Genomic data from the SU2C-PCF Dream Team dataset on cBioPortal found PPM1D alterations in 29/429 (7%) of metastatic castration-resistant prostate cancer patient samples. The majority, 26/29 (90%) of these alterations, were copy number gain (CNG) amplifications, one was a gain-of-function truncating mutation, one was a missense mutation, and one had both CNG and a missense mutation.

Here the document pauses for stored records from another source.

use thiserror::Error;

#[derive(Debug, Error)]
pub enum ConfigError {
    #[error("error reading config file: {0}")]
    Io(#[from] std::io::Error),
    #[error("error parsing config: {0}")]
    Parse(#[from] serde_yaml::Error),
    #[error("config has no children to run (`run` is empty)")]
    EmptyRun,
    #[error("unknown signal name: `{0}`")]
    UnknownSignal(String),
    #[error("invalid control socket address: `{0}`")]
    InvalidListen(String),
    #[error("invalid umask, expected an octal string: `{0}`")]
    InvalidUmask(String),
    #[error("no such user: `{0}`")]
    UnknownUser(String),
    #[error("no such group: `{0}`")]
    UnknownGroup(String),
}
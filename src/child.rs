//! The per-child lifecycle state machine. A [`Child`] is the single
//! authoritative owner of everything about one supervised process; it is
//! only ever touched from the engine's state-owning loop (see
//! [`crate::engine`]), so none of its fields are behind a lock.

use std::time::{Duration, Instant};

use crossbeam::channel::Sender;
use nix::sys::signal::{kill, Signal};
use nix::unistd::Pid;
use tracing::{debug, error, info};

use crate::config::child::ChildConfig;
use crate::engine::{spawn_exit_watcher, EngineEvent};
use crate::process::{self, SpawnSpec};

/// What a `status` query reports for one child.
#[derive(Debug, Clone, PartialEq, Eq)]
pub enum StatusLine {
    Up { uptime_secs: u64, pid: u32 },
    Down,
    Broken { start_count: u32 },
}

/// One supervised child process and its dynamic state.
pub struct Child {
    pub config: ChildConfig,
    pid: Option<u32>,
    start_count: u32,
    start_ts: Option<Instant>,
    last_status: Option<i32>,
    broken: bool,
    /// Bumped on every operator-visible transition (`start`, `stop`) so that
    /// in-flight restart timers and exit-wait threads can recognize that
    /// they no longer describe the current attempt.
    generation: u64,
}

impl Child {
    pub fn new(config: ChildConfig) -> Self {
        Child {
            config,
            pid: None,
            start_count: 0,
            start_ts: None,
            last_status: None,
            broken: false,
            generation: 0,
        }
    }

    pub fn name(&self) -> &str {
        &self.config.name
    }

    pub fn generation(&self) -> u64 {
        self.generation
    }

    pub fn pid(&self) -> Option<u32> {
        self.pid
    }

    pub fn is_broken(&self) -> bool {
        self.broken
    }

    pub fn start_delay(&self) -> Duration {
        Duration::from_secs(self.config.start_delay_secs)
    }

    fn spawn_spec(&self) -> SpawnSpec {
        SpawnSpec {
            argv: self.config.argv.clone(),
            env: self.config.env.clone(),
            umask: self.config.umask,
            uid: self.config.uid,
            gid: self.config.gid,
        }
    }

    /// Attempts to launch the process and, on success, spawns the thread
    /// that waits on it and reports its exit back on `events`. Returns
    /// `(success, generation)`: the generation is the value minted for this
    /// attempt, which the caller uses to tag a restart timer on failure so
    /// that a later `stop`/`start` invalidates it.
    pub fn start(&mut self, events: Sender<EngineEvent>) -> (bool, u64) {
        if self.pid.is_some() {
            return (false, self.generation);
        }

        self.generation += 1;
        let generation = self.generation;
        self.start_count += 1;
        self.broken = false;

        match process::spawn(&self.spawn_spec()) {
            Ok(spawned) => {
                self.pid = Some(spawned.pid);
                self.start_ts = Some(Instant::now());
                info!(child = self.name(), pid = spawned.pid, "started child");
                spawn_exit_watcher(self.name().to_string(), generation, spawned.child, events);
                (true, generation)
            }
            Err(err) => {
                error!(child = self.name(), error = %err, "failed to spawn child");
                (false, generation)
            }
        }
    }

    /// Records a child's exit if `generation` still matches the current
    /// attempt (a stale exit from a superseded attempt is ignored). Returns
    /// `true` if the restart policy should now be evaluated by the caller.
    pub fn record_exit(&mut self, generation: u64, raw_status: i32) -> bool {
        if generation != self.generation {
            debug!(
                child = self.name(),
                "ignoring exit from superseded generation"
            );
            return false;
        }

        let stable = self
            .start_ts
            .map(|ts| ts.elapsed().as_secs() > self.config.start_delay_secs)
            .unwrap_or(false);

        self.pid = None;
        self.last_status = Some(raw_status >> 8);
        if stable {
            self.start_count = 0;
        }
        true
    }

    /// Applies the restart policy after an exit or failed start. Returns
    /// `Some(generation)` (the generation to tag the restart timer with) if
    /// a restart should be scheduled, or `None` if the child is now
    /// `broken`.
    pub fn restart_decision(&mut self) -> Option<u64> {
        let retries = self.config.start_retries;
        if retries > 0 && self.start_count >= retries {
            self.broken = true;
            info!(
                child = self.name(),
                start_count = self.start_count,
                "retries exhausted, child is broken"
            );
            return None;
        }
        Some(self.generation)
    }

    /// Operator `start`: a no-op (failure) if already running. Delegates the
    /// actual spawn to [`Child::start`].
    pub fn op_start(&mut self, events: Sender<EngineEvent>) -> (bool, u64) {
        self.start(events)
    }

    /// Operator `stop`: sends `stop_signal`, and on success clears all
    /// state immediately so the eventual exit notification (tagged with the
    /// now-stale generation) is ignored.
    pub fn op_stop(&mut self) -> bool {
        let Some(pid) = self.pid else {
            return false;
        };
        match kill(Pid::from_raw(pid as i32), self.config.stop_signal) {
            Ok(()) => {
                self.generation += 1;
                self.pid = None;
                self.start_count = 0;
                self.broken = false;
                info!(child = self.name(), pid, "stopped child");
                true
            }
            Err(err) => {
                debug!(child = self.name(), pid, error = %err, "stop signal failed");
                false
            }
        }
    }

    /// Operator `reload`: sends `reload_signal`. Never changes state.
    pub fn op_reload(&self) -> bool {
        let Some(pid) = self.pid else {
            return false;
        };
        match kill(Pid::from_raw(pid as i32), self.config.reload_signal) {
            Ok(()) => true,
            Err(err) => {
                debug!(child = self.name(), pid, error = %err, "reload signal failed");
                false
            }
        }
    }

    /// Operator `restart`: sends `stop_signal` without clearing state, so
    /// the ordinary exit callback (same generation) schedules a restart.
    pub fn op_restart(&self) -> bool {
        let Some(pid) = self.pid else {
            return false;
        };
        match kill(Pid::from_raw(pid as i32), self.config.stop_signal) {
            Ok(()) => true,
            Err(err) => {
                debug!(child = self.name(), pid, error = %err, "restart signal failed");
                false
            }
        }
    }

    /// Sends an arbitrary signal, e.g. as part of a broadcast.
    pub fn signal(&self, sig: Signal) -> bool {
        let Some(pid) = self.pid else {
            return false;
        };
        kill(Pid::from_raw(pid as i32), sig).is_ok()
    }

    pub fn status(&self) -> StatusLine {
        if self.broken {
            return StatusLine::Broken {
                start_count: self.start_count,
            };
        }
        match (self.pid, self.start_ts) {
            (Some(pid), Some(ts)) => StatusLine::Up {
                uptime_secs: ts.elapsed().as_secs(),
                pid,
            },
            _ => StatusLine::Down,
        }
    }

    #[cfg(test)]
    pub fn last_status(&self) -> Option<i32> {
        self.last_status
    }

    #[cfg(test)]
    pub fn start_count(&self) -> u32 {
        self.start_count
    }
}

In the context of prostate cancer, several trials have investigated the potential synergy of PARP inhibitor treatment with second-generation AR-targeted therapies [6,24]. However, remaining questions in the field pertain to the optimal timing (sequential, additive, vs. concurrent) for combination treatment strategies against PARP and AR. This patient’s treatment course predated both the approval of the PROPEL regimen [6], as well as the presentation of preliminary results of the BRCAAway trial, which suggests concurrent initiation is superior to sequential exposure in mCRPC [24]. As PARPi therapy becomes more mainstream in the treatment landscape for prostate cancer, future studies must also focus on determining, preventing, and combating the development of PARPi treatment resistance.

Conclusion

The landscape for the treatment of advanced and metastatic prostate cancer is rapidly changing, and for patients with metastatic castration-resistant prostate cancer, NGS may identify those with actionable HRD alterations who may benefit from PARP inhibition therapy. Ongoing questions remain, however, regarding how patients and clinicians can best select therapies to optimize patient outcomes. In this case report, we highlight a patient with rapidly progressive mCRPC with germline BRCA2 alterations for whom olaparib was added in combination with abiraterone and prednisone. Though this treatment regimen significantly reduced PSA, it was not durable, and biochemical progression was observed after only 4 months. Using NGS of a liquid biopsy, we identified PPM1D as a potential resistance mechanism to olaparib. While this alteration has been previously reported in other tumor types, the role of PPM1D and its contribution to PARP inhibitor resistance in mCRPC has not been described. With both the increasing availability of PARP inhibitor regimens approved for this disease, as well NGS and ctDNA assays to assist clinicians with monitoring patients’ responses on therapy, these results highlight the importance of longitudinal sequencing of liquid and/or repeat tumor biopsies to optimize personalized targeted therapies, and provide insight into resistance mechanisms using patient data.

Disclosure of conflict of interest

NR has served on advisory boards for Sanofi, Exelexis, Janssen and received compensation from AstraZeneca, EMD Serono, Janssen, Merck, and Tempus outside the submitted work.